Please return only the lines from the one holding "if matches!(next.pending.get(&id), Some(p)" through the one holding "pub fn mark_forgotten(&self, id: CardId)", exactly as they appear in the records below, both ends included.

→ Exercise inputs
..............................

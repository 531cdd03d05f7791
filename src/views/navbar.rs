use crate::deck::Deck;
use crate::review::ReviewHandle;
use crate::Route;
use dioxus::prelude::*;

const NAVBAR_CSS: Asset = asset!("/assets/styling/navbar.css");

/// Navigation bar with links to both review views and settings
#[component]
pub fn Navbar() -> Element {
    let review = use_context::<ReviewHandle>();
    let deck = use_context::<Deck>();
    let remembered = review.remembered_count();

    rsx! {
        document::Link { rel: "stylesheet", href: NAVBAR_CSS }

        div {
            id: "navbar",
            Link {
                to: Route::Grid {},
                "🃏 Grid"
            }
            Link {
                to: Route::Scene {},
                "🧊 Scene"
            }
            Link {
                to: Route::Settings {},
                "⚙️ Settings"
            }
            span { class: "progress", "{remembered} / {deck.len()} remembered" }
        }

        Outlet::<Route> {}
    }
}
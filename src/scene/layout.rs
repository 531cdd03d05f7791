//! Grid slots in scene space

use super::camera::Vec3;

#[derive(Clone, Copy, Debug, PartialEq)]
pub struct GridLayout {
    pub columns: usize,
    pub column_spacing: f32,
    pub row_spacing: f32,
    pub top_padding: f32,
    pub bottom_padding: f32,
    /// Row that sits at `y = -top_padding`
    pub anchor_row: f32,
}

impl Default for GridLayout {
    fn default() -> Self {
        Self {
            columns: 4,
            column_spacing: 2.0,
            row_spacing: 1.5,
            top_padding: 2.0,
            bottom_padding: 2.0,
            anchor_row: 2.0,
        }
    }
}

impl GridLayout {
    fn columns(&self) -> usize {
        self.columns.max(1)
    }

    /// `(row, column)` of the card at `index` among visible cards
    pub fn cell(&self, index: usize) -> (usize, usize) {
        (index / self.columns(), index % self.columns())
    }

    pub fn slot(&self, index: usize) -> Vec3 {
        let (row, col) = self.cell(index);
        let centre = (self.columns() as f32 - 1.0) / 2.0;
        let x = (col as f32 - centre) * self.column_spacing;
        let y = -(row as f32 - self.anchor_row) * self.row_spacing - self.top_padding;
        Vec3::new(x, y, 0.0)
    }

    /// Number of rows needed for `count` cards, at least one
    pub fn rows(&self, count: usize) -> usize {
        count.div_ceil(self.columns()).max(1)
    }

    /// Height the camera has to cover, padding included
    pub fn content_height(&self, rows: usize) -> f32 {
        self.top_padding + rows.saturating_sub(1) as f32 * self.row_spacing + self.bottom_padding
    }
}
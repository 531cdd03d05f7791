use std::time::Duration;

use dioxus::prelude::*;

mod config;
mod deck;
mod diagnostics;
mod review;
mod scene;
mod views;

use config::Config;
use deck::Deck;
use review::use_review_provider;
use views::{Grid, Navbar, Scene, Settings};

#[derive(Debug, Clone, Routable, PartialEq)]
#[rustfmt::skip]
enum Route {
    #[layout(Navbar)]
        #[route("/")]
        Grid {},
        #[route("/scene")]
        Scene {},
        #[route("/settings")]
        Settings {},
}

const MAIN_CSS: Asset = asset!("/assets/styling/main.css");

fn main() {
    // Keep the guard alive so buffered log lines reach the file
    let _guard = diagnostics::init_diagnostics();
    tracing::info!("Flashcard review starting...");

    dioxus::launch(App);
}

#[component]
fn App() -> Element {
    let config = use_context_provider(Config::load);
    let deck_choice = config.deck;
    let deck = use_context_provider(|| Deck::builtin(deck_choice));

    use_hook(|| {
        tracing::info!(
            deck = ?deck_choice,
            cards = deck.len(),
            delay_ms = config.commit_delay_ms,
            "Review session started"
        );
    });

    // One session shared by both views
    use_review_provider(Duration::from_millis(config.commit_delay_ms));

    rsx! {
        document::Link { rel: "stylesheet", href: MAIN_CSS }

        Router::<Route> {}
    }
}
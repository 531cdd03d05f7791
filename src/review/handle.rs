//! Signal owner for the review session
//!
//! The session lives in a signal created at the app root. Deferred commits are
//! spawned from the root scope too, so closing the overlay that scheduled one
//! does not drop its timer.

use std::cell::Cell;
use std::rc::Rc;
use std::time::Duration;

use dioxus::prelude::*;

use super::session::{CardRect, PendingCommit, ReviewSession, TimerToken};
use crate::deck::CardId;

/// Copyable handle shared through context
#[derive(Clone, Copy, PartialEq)]
pub struct ReviewHandle {
    session: Signal<ReviewSession>,
}

/// Create the session signal, watch for pending commits and provide the handle
pub fn use_review_provider(delay: Duration) -> ReviewHandle {
    let session = use_signal(ReviewSession::default);
    let pending = use_memo(move || session.read().pending_commits());
    // Highest token that already has a timer
    let scheduled = use_hook(|| Rc::new(Cell::new(None::<TimerToken>)));

    use_effect(move || {
        for commit in pending() {
            if scheduled.get().is_some_and(|last| commit.token <= last) {
                continue;
            }
            scheduled.set(Some(commit.token));
            spawn(fire_after(session, commit, delay));
        }
    });

    use_context_provider(|| ReviewHandle { session })
}

async fn fire_after(mut session: Signal<ReviewSession>, commit: PendingCommit, delay: Duration) {
    tokio::time::sleep(delay).await;

    let fired = session.peek().fire(commit.token);
    match fired {
        Some(next) => session.set(next),
        None => tracing::debug!(?commit, "pending commit was superseded"),
    }
}

impl ReviewHandle {
    /// Current snapshot; subscribes the calling component
    pub fn snapshot(&self) -> ReviewSession {
        self.session.read().clone()
    }

    /// Current snapshot without subscribing
    pub fn peek(&self) -> ReviewSession {
        self.session.peek().clone()
    }

    pub fn remembered_count(&self) -> usize {
        self.session.read().remembered_count()
    }

    pub fn toggle(&self, id: CardId) {
        self.apply(|s| s.toggle_card(id));
    }

    pub fn open(&self, id: CardId, origin: Option<CardRect>) {
        self.apply(|s| s.open_card(id, origin));
    }

    pub fn close(&self) {
        self.apply(ReviewSession::close_card);
    }

    pub fn remember(&self, id: CardId) {
        self.apply(|s| s.mark_remembered(id));
    }

    pub fn forget(&self, id: CardId) {
        self.apply(|s| s.mark_forgotten(id));
    }

    fn apply(&self, transition: impl FnOnce(&ReviewSession) -> ReviewSession) {
        let mut session = self.session;
        let next = transition(&session.peek());
        session.set(next);
    }
}
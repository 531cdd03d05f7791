//! Per-frame card transform smoothing

use super::camera::{approach, Vec3};

#[derive(Clone, Copy, Debug, PartialEq)]
pub struct CardTransform {
    pub position: Vec3,
    pub scale: f32,
    /// Rotation around the vertical axis, radians
    pub rotation_y: f32,
}

impl CardTransform {
    /// Resting transform at a grid slot
    pub fn at(position: Vec3) -> Self {
        Self {
            position,
            scale: 1.0,
            rotation_y: 0.0,
        }
    }
}

/// Blend rates per second of elapsed time
#[derive(Clone, Copy, Debug, PartialEq)]
pub struct MotionRates {
    pub blend: f32,
    pub shrink: f32,
}

impl Default for MotionRates {
    fn default() -> Self {
        Self {
            blend: 6.0,
            shrink: 8.0,
        }
    }
}

/// Where a selected card floats, relative to the camera
#[derive(Clone, Copy, Debug, PartialEq)]
pub struct FocusPose {
    pub depth: f32,
    pub scale: f32,
}

impl Default for FocusPose {
    fn default() -> Self {
        Self {
            depth: 2.0,
            scale: 1.3,
        }
    }
}

#[derive(Clone, Copy, Debug, PartialEq)]
pub struct CardTarget {
    pub transform: CardTransform,
    /// Card is pending removal; scale heads to zero at the shrink rate instead
    pub shrinking: bool,
}

impl CardTarget {
    pub fn new(slot: Vec3, selected: bool, camera_y: f32, focus: FocusPose, shrinking: bool) -> Self {
        let transform = if selected {
            CardTransform {
                position: Vec3::new(0.0, camera_y, focus.depth),
                scale: focus.scale,
                rotation_y: 0.0,
            }
        } else {
            CardTransform::at(slot)
        };
        Self { transform, shrinking }
    }
}

/// Next transform after `delta_time` seconds
pub fn step(current: CardTransform, target: &CardTarget, delta_time: f32, rates: MotionRates) -> CardTransform {
    let t = (delta_time * rates.blend).clamp(0.0, 1.0);
    let goal = &target.transform;

    let mut next = CardTransform {
        position: current.position.approach(&goal.position, t),
        scale: approach(current.scale, goal.scale, t),
        rotation_y: approach(current.rotation_y, goal.rotation_y, t),
    };

    if target.shrinking {
        let s = (delta_time * rates.shrink).clamp(0.0, 1.0);
        next.scale = approach(current.scale, 0.0, s);
    }
    next
}

#[cfg(test)]
mod tests {
    use super::*;

    const FRAME: f32 = 1.0 / 60.0;

    fn settle(mut current: CardTransform, target: &CardTarget, frames: usize) -> CardTransform {
        for _ in 0..frames {
            current = step(current, target, FRAME, MotionRates::default());
        }
        current
    }

    #[test]
    fn selected_card_moves_in_front_of_camera() {
        let slot = Vec3::new(-3.0, 1.0, 0.0);
        let target = CardTarget::new(slot, true, -2.0, FocusPose::default(), false);
        let end = settle(CardTransform::at(slot), &target, 300);
        assert!((end.position.x).abs() < 1e-3);
        assert!((end.position.y + 2.0).abs() < 1e-3);
        assert!((end.position.z - 2.0).abs() < 1e-3);
        assert!((end.scale - 1.3).abs() < 1e-3);
    }

    #[test]
    fn deselected_card_returns_to_slot() {
        let slot = Vec3::new(1.0, -0.5, 0.0);
        let raised = CardTransform {
            position: Vec3::new(0.0, 0.0, 2.0),
            scale: 1.3,
            rotation_y: 0.4,
        };
        let target = CardTarget::new(slot, false, 0.0, FocusPose::default(), false);
        let end = settle(raised, &target, 300);
        assert!((end.position.x - 1.0).abs() < 1e-3);
        assert!((end.position.z).abs() < 1e-3);
        assert!((end.scale - 1.0).abs() < 1e-3);
        assert!(end.rotation_y.abs() < 1e-3);
    }

    #[test]
    fn shrinking_card_scales_toward_zero() {
        let slot = Vec3::default();
        let target = CardTarget::new(slot, true, 0.0, FocusPose::default(), true);
        let start = CardTransform::at(slot);
        let one = step(start, &target, FRAME, MotionRates::default());
        let plain = step(start, &CardTarget { shrinking: false, ..target }, FRAME, MotionRates::default());
        assert!(one.scale < plain.scale);
        assert!(settle(start, &target, 120).scale < 0.05);
    }

    #[test]
    fn large_delta_snaps_to_target() {
        let slot = Vec3::new(3.0, -5.0, 0.0);
        let target = CardTarget::new(slot, false, 0.0, FocusPose::default(), false);
        let end = step(CardTransform::at(Vec3::default()), &target, 5.0, MotionRates::default());
        assert_eq!(end, target.transform);
    }

    #[test]
    fn settled_card_stops_moving() {
        let slot = Vec3::new(-1.0, 2.5, 0.0);
        let target = CardTarget::new(slot, true, -0.75, FocusPose::default(), false);
        let end = settle(CardTransform::at(slot), &target, 600);
        assert_eq!(end, target.transform);
        assert_eq!(step(end, &target, FRAME, MotionRates::default()), end);
    }

    #[test]
    fn step_is_pure() {
        let slot = Vec3::new(1.0, 1.0, 0.0);
        let target = CardTarget::new(slot, true, 0.0, FocusPose::default(), false);
        let start = CardTransform::at(slot);
        let a = step(start, &target, FRAME, MotionRates::default());
        let b = step(start, &target, FRAME, MotionRates::default());
        assert_eq!(a, b);
    }
}
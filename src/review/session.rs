//! Review session state machine
//!
//! Every transition borrows the current snapshot and returns a new one, so the
//! signal holding it is always replaced wholesale. Deferred work (closing the
//! zoomed card, committing a removal) is described by a [`PendingCommit`] per
//! card, whose token must still match when its timer fires.

use std::collections::{BTreeMap, BTreeSet};

use crate::deck::{Card, CardId, Deck};

/// Screen rectangle of a tile at the moment it was opened
#[derive(Clone, Copy, Debug, Default, PartialEq)]
pub struct CardRect {
    pub top: f64,
    pub left: f64,
    pub width: f64,
    pub height: f64,
}

/// Identifies one scheduled commit; later commits get larger tokens
#[derive(Clone, Copy, Debug, PartialEq, Eq, PartialOrd, Ord, Hash)]
pub struct TimerToken(u64);

/// What happens when a pending commit fires
#[derive(Clone, Copy, Debug, PartialEq, Eq)]
pub enum PendingAction {
    /// Move the card into `remembered` and close it
    Remember,
    /// Close the card
    Close,
}

#[derive(Clone, Copy, Debug, PartialEq, Eq)]
pub struct PendingCommit {
    pub token: TimerToken,
    pub card: CardId,
    pub action: PendingAction,
}

#[derive(Clone, Debug, Default, PartialEq)]
pub struct ReviewSession {
    flipped: BTreeSet<CardId>,
    selected: Option<CardId>,
    remembered: BTreeSet<CardId>,
    forgotten: BTreeSet<CardId>,
    /// Cards whose removal is scheduled but not yet committed
    removing: BTreeSet<CardId>,
    shaking_key: u64,
    origin: Option<CardRect>,
    /// At most one commit per card
    pending: BTreeMap<CardId, PendingCommit>,
    next_token: u64,
}

impl ReviewSession {
    /// Flip a card without opening it
    pub fn toggle_card(&self, id: CardId) -> Self {
        let mut next = self.clone();
        if !next.flipped.remove(&id) {
            next.flipped.insert(id);
        }
        next
    }

    /// Select a card and show its back face.
    ///
    /// Cancels whatever was pending for this card.
    pub fn open_card(&self, id: CardId, origin: Option<CardRect>) -> Self {
        if self.is_remembered(id) {
            tracing::debug!(card = id, "ignoring open of remembered card");
            return self.clone();
        }

        let mut next = self.clone();
        next.cancel(id);
        next.selected = Some(id);
        next.origin = origin;
        next.flipped.insert(id);
        tracing::debug!(card = id, "opened card");
        next
    }

    /// Clear the selection. Flip state is kept.
    ///
    /// A delayed close of the same card becomes moot; a scheduled removal still lands.
    pub fn close_card(&self) -> Self {
        let mut next = self.clone();
        if let Some(id) = next.selected.take() {
            if matches!(next.pending.get(&id), Some(p) if p.action == PendingAction::Close) {
                next.pending.remove(&id);
            }
        }
        next.origin = None;
        next
    }

    /// Start removing a card; the removal lands when its pending commit fires
    pub fn mark_remembered(&self, id: CardId) -> Self {
        if self.is_remembered(id) {
            return self.clone();
        }

        let mut next = self.clone();
        next.removing.insert(id);
        next.schedule(id, PendingAction::Remember);
        tracing::debug!(card = id, "marked remembered");
        next
    }

    /// Mark a card as not known yet; it stays in the grid and closes after the delay
    pub fn mark_forgotten(&self, id: CardId) -> Self {
        let mut next = self.clone();
        next.forgotten.insert(id);
        next.remembered.remove(&id);
        next.removing.remove(&id);
        next.schedule(id, PendingAction::Close);
        tracing::debug!(card = id, "marked forgotten");
        next
    }

    /// Apply the pending commit holding `token`.
    ///
    /// Returns `None` when that commit was cancelled or replaced.
    pub fn fire(&self, token: TimerToken) -> Option<Self> {
        let commit = self.pending.values().find(|p| p.token == token).copied()?;

        let mut next = self.clone();
        next.pending.remove(&commit.card);
        if next.selected == Some(commit.card) {
            next.selected = None;
            next.origin = None;
        }

        match commit.action {
            PendingAction::Remember => {
                next.remembered.insert(commit.card);
                next.forgotten.remove(&commit.card);
                next.removing.remove(&commit.card);
                next.shaking_key += 1;
                tracing::debug!(card = commit.card, shaking_key = next.shaking_key, "removed card");
            }
            PendingAction::Close => {
                tracing::debug!(card = commit.card, "closed card after delay");
            }
        }
        Some(next)
    }

    fn schedule(&mut self, card: CardId, action: PendingAction) {
        let token = TimerToken(self.next_token);
        self.next_token += 1;
        if let Some(previous) = self.pending.insert(card, PendingCommit { token, card, action }) {
            tracing::debug!(?previous, "replaced pending commit");
        }
    }

    fn cancel(&mut self, card: CardId) {
        if let Some(previous) = self.pending.remove(&card) {
            if previous.action == PendingAction::Remember {
                self.removing.remove(&card);
            }
            tracing::debug!(?previous, "cancelled pending commit");
        }
    }

    /// Cards still under review, in deck order
    pub fn visible<'a>(&self, deck: &'a Deck) -> Vec<&'a Card> {
        deck.cards()
            .iter()
            .filter(|card| !self.remembered.contains(&card.id))
            .collect()
    }

    pub fn selected_card<'a>(&self, deck: &'a Deck) -> Option<&'a Card> {
        self.selected.and_then(|id| deck.get(id))
    }

    pub fn selected(&self) -> Option<CardId> {
        self.selected
    }

    pub fn is_flipped(&self, id: CardId) -> bool {
        self.flipped.contains(&id)
    }

    pub fn is_remembered(&self, id: CardId) -> bool {
        self.remembered.contains(&id)
    }

    pub fn is_forgotten(&self, id: CardId) -> bool {
        self.forgotten.contains(&id)
    }

    pub fn remembered_count(&self) -> usize {
        self.remembered.len()
    }

    pub fn is_removing(&self, id: CardId) -> bool {
        self.removing.contains(&id)
    }

    pub fn shaking_key(&self) -> u64 {
        self.shaking_key
    }

    pub fn origin(&self) -> Option<CardRect> {
        self.origin
    }

    pub fn pending_for(&self, id: CardId) -> Option<PendingCommit> {
        self.pending.get(&id).copied()
    }

    /// Every outstanding commit, oldest token first
    pub fn pending_commits(&self) -> Vec<PendingCommit> {
        let mut commits: Vec<PendingCommit> = self.pending.values().copied().collect();
        commits.sort_by_key(|p| p.token);
        commits
    }
}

..............................

→ Answer
            if matches!(next.pending.get(&id), Some(p) if p.action == PendingAction::Close) {
                next.pending.remove(&id);
            }
        }
        next.origin = None;
        next
    }

    /// Start removing a card; the removal lands when its pending commit fires
    pub fn mark_remembered(&self, id: CardId) -> Self {
        if self.is_remembered(id) {
            return self.clone();
        }

        let mut next = self.clone();
        next.removing.insert(id);
        next.schedule(id, PendingAction::Remember);
        tracing::debug!(card = id, "marked remembered");
        next
    }

    /// Mark a card as not known yet; it stays in the grid and closes after the delay
    pub fn mark_forgotten(&self, id: CardId) -> Self {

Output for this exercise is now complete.